William Craig Berkson (August 30, 1939 – June 16, 2016) was an American poet, critic, and teacher who was active in the art and literary worlds from his early twenties on.

Early life and education
Born in New York City on August 30, 1939, Bill Berkson grew up on Manhattan's Upper East Side, the only child of Seymour Berkson, general manager of International News Service and later publisher of the New York Journal American, and the fashion publicist Eleanor Lambert. Although his father was of Jewish descent, the son did not find out until he was a teenager. His mother was Presbyterian. He attended The Day School of the Church of the Heavenly Rest and transferred to Trinity School in 1945. He graduated from Lawrenceville School in 1957. He dropped out of Brown University to return to New York after his father died. He studied poetry at The New School for Social Research with Kenneth Koch. He attended Columbia University and New York University's Institute of Fine Arts.

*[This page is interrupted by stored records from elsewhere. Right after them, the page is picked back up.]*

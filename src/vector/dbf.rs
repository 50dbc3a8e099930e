//! dBase III attribute tables
//!
//! Only what a point shapefile needs: numeric and character fields, no
//! memo files, no deleted-record compaction on write.

use std::io::{self, Cursor, Read, Write};

use byteorder::{LittleEndian, ReadBytesExt, WriteBytesExt};

use super::dataset::FieldValue;

const VERSION: u8 = 0x03;
/// Header date written as shapelib does, keeping output reproducible
const HEADER_DATE: [u8; 3] = [95, 7, 26];
const HEADER_TERMINATOR: u8 = 0x0D;
const END_OF_FILE: u8 = 0x1A;
const FIELD_NAME_LEN: usize = 11;

/// Column definition
#[derive(Debug, Clone, PartialEq, Eq)]
pub struct DbfField {
    pub name: String,
    /// 'N' numeric, 'C' character, 'F' float, 'L' logical, 'D' date
    pub kind: char,
    pub length: u8,
    pub decimals: u8,
}

impl DbfField {
    /// Integer column of the given width
    pub fn integer(name: &str, length: u8) -> Self {
        DbfField { name: name.to_string(), kind: 'N', length, decimals: 0 }
    }

    fn decode(&self, raw: &[u8]) -> FieldValue {
        let text = String::from_utf8_lossy(raw);
        let text = text.trim();

        match self.kind {
            'N' | 'F' if text.is_empty() || text.starts_with('*') => FieldValue::Null,
            'N' if self.decimals == 0 => text.parse::<i64>()
                .map(FieldValue::Integer)
                .unwrap_or_else(|_| FieldValue::Text(text.to_string())),
            'N' | 'F' => text.parse::<f64>()
                .map(FieldValue::Float)
                .unwrap_or_else(|_| FieldValue::Text(text.to_string())),
            _ => FieldValue::Text(text.to_string()),
        }
    }

    /// Fixed-width encoding of a value: numbers right-aligned, text left-aligned
    fn encode(&self, value: &FieldValue) -> io::Result<Vec<u8>> {
        let width = self.length as usize;
        let text = match value {
            FieldValue::Float(v) => format!("{:.*}", self.decimals as usize, v),
            other => other.to_string(),
        };

        if text.len() > width {
            return Err(io::Error::new(io::ErrorKind::InvalidInput,
                format!("value {:?} does not fit field {} of width {}", text, self.name, width)));
        }

        let padded = match self.kind {
            'N' | 'F' => format!("{:>width$}", text, width = width),
            _ => format!("{:<width$}", text, width = width),
        };
        Ok(padded.into_bytes())
    }
}

/// Table contents read back from a `.dbf`
#[derive(Debug, Clone, PartialEq)]
pub struct DbfTable {
    pub fields: Vec<DbfField>,
    pub records: Vec<Vec<FieldValue>>,
}

/// Serialises a table
///
/// # Arguments
/// * `fields` - Column definitions
/// * `records` - One value per column for every record
pub fn write_dbf<W: Write>(out: &mut W, fields: &[DbfField], records: &[Vec<FieldValue>]) -> io::Result<()> {
    let header_len = 32 + 32 * fields.len() + 1;
    let record_len = 1 + fields.iter().map(|f| f.length as usize).sum::<usize>();

    out.write_u8(VERSION)?;
    out.write_all(&HEADER_DATE)?;
    out.write_u32::<LittleEndian>(records.len() as u32)?;
    out.write_u16::<LittleEndian>(header_len as u16)?;
    out.write_u16::<LittleEndian>(record_len as u16)?;
    out.write_all(&[0u8; 20])?;

    for field in fields {
        let mut name = [0u8; FIELD_NAME_LEN];
        let bytes = field.name.as_bytes();
        let len = bytes.len().min(FIELD_NAME_LEN - 1);
        name[..len].copy_from_slice(&bytes[..len]);

        out.write_all(&name)?;
        out.write_u8(field.kind as u8)?;
        out.write_all(&[0u8; 4])?;
        out.write_u8(field.length)?;
        out.write_u8(field.decimals)?;
        out.write_all(&[0u8; 14])?;
    }
    out.write_u8(HEADER_TERMINATOR)?;

    for record in records {
        out.write_u8(b' ')?;
        for (field, value) in fields.iter().zip(record) {
            out.write_all(&field.encode(value)?)?;
        }
    }
    out.write_u8(END_OF_FILE)?;

    Ok(())
}

/// Parses a table; deleted records are skipped
pub fn read_dbf(bytes: &[u8]) -> io::Result<DbfTable> {
    let mut cursor = Cursor::new(bytes);

    let _version = cursor.read_u8()?;
    let mut date = [0u8; 3];
    cursor.read_exact(&mut date)?;
    let record_count = cursor.read_u32::<LittleEndian>()? as usize;
    let header_len = cursor.read_u16::<LittleEndian>()? as usize;
    let record_len = cursor.read_u16::<LittleEndian>()? as usize;

    if header_len < 33 || bytes.len() < header_len {
        return Err(invalid(format!("dBase header length {} out of range", header_len)));
    }

    let mut fields = Vec::new();
    let mut offset = 32;
    while offset + 32 <= header_len && bytes[offset] != HEADER_TERMINATOR {
        let descriptor = &bytes[offset..offset + 32];
        let name_end = descriptor[..FIELD_NAME_LEN].iter().position(|&b| b == 0).unwrap_or(FIELD_NAME_LEN);
        fields.push(DbfField {
            name: String::from_utf8_lossy(&descriptor[..name_end]).trim().to_string(),
            kind: descriptor[11] as char,
            length: descriptor[16],
            decimals: descriptor[17],
        });
        offset += 32;
    }

    let expected_len = 1 + fields.iter().map(|f| f.length as usize).sum::<usize>();
    if record_len != expected_len {
        return Err(invalid(format!("record length {} does not match fields ({})", record_len, expected_len)));
    }

    let mut records = Vec::with_capacity(record_count);
    for index in 0..record_count {
        let start = header_len + index * record_len;
        let raw = bytes.get(start..start + record_len)
            .ok_or_else(|| invalid(format!("record {} is truncated", index)))?;
        if raw[0] == b'*' {
            continue;
        }

        let mut column = 1;
        let mut values = Vec::with_capacity(fields.len());
        for field in &fields {
            let end = column + field.length as usize;
            values.push(field.decode(&raw[column..end]));
            column = end;
        }
        records.push(values);
    }

    Ok(DbfTable { fields, records })
}

fn invalid(message: String) -> io::Error {
    io::Error::new(io::ErrorKind::InvalidData, message)
}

Having begun writing poetry at Lawrenceville, encouraged there by such teachers as John Silver and the eminent Emily Dickinson scholar, Thomas H. Johnson, he went on to study short story writing with John Hawkes and prosody with S. Foster Damon at Brown. But his full commitment to poetry was prompted under the tutelage of Kenneth Koch in spring, 1959 at the New School for Social Research. It was also through Koch that he was introduced to the poetry and arts community loosely termed the New York School, which in turn led to close friendships with Frank O'Hara and such senior artists as Philip Guston and Alex Katz, as well as with poets and artists of his own generation such as Ron Padgett, Joe Brainard, George Schneeman, Ted Berrigan, Anne Waldman, Jim Carroll and others.

Career
After leaving Columbia in 1960, Berkson started work as an editorial associate at ARTnews, where he continued for the next three years. During the remainder of the 1960s, he was a regular contributor to both ARTnews and Arts, guest editor at the Museum of Modern Art, an associate producer of a program on art for public television, and taught literature and writing workshops at the New School for Social Research and Yale University.

After moving to Northern California in 1970, Berkson began editing and publishing a series of poetry books and magazines under the Big Sky imprint and taught regularly in the California Poets in the Schools program.

In 1975, he married the artist Lynn O'Hare; their son Moses Edwin Clay Berkson was born in Bolinas, California, on January 23, 1976. He also has a daughter, Siobhan O'Hare Mora Lopez (b. 1969), and three grandchildren, Henry Berkson and Estella and Lourdes Mora Lopez.  His friendships during his California years included those with; Joanne Kyger, Duncan McNaughton and Philip Whalen.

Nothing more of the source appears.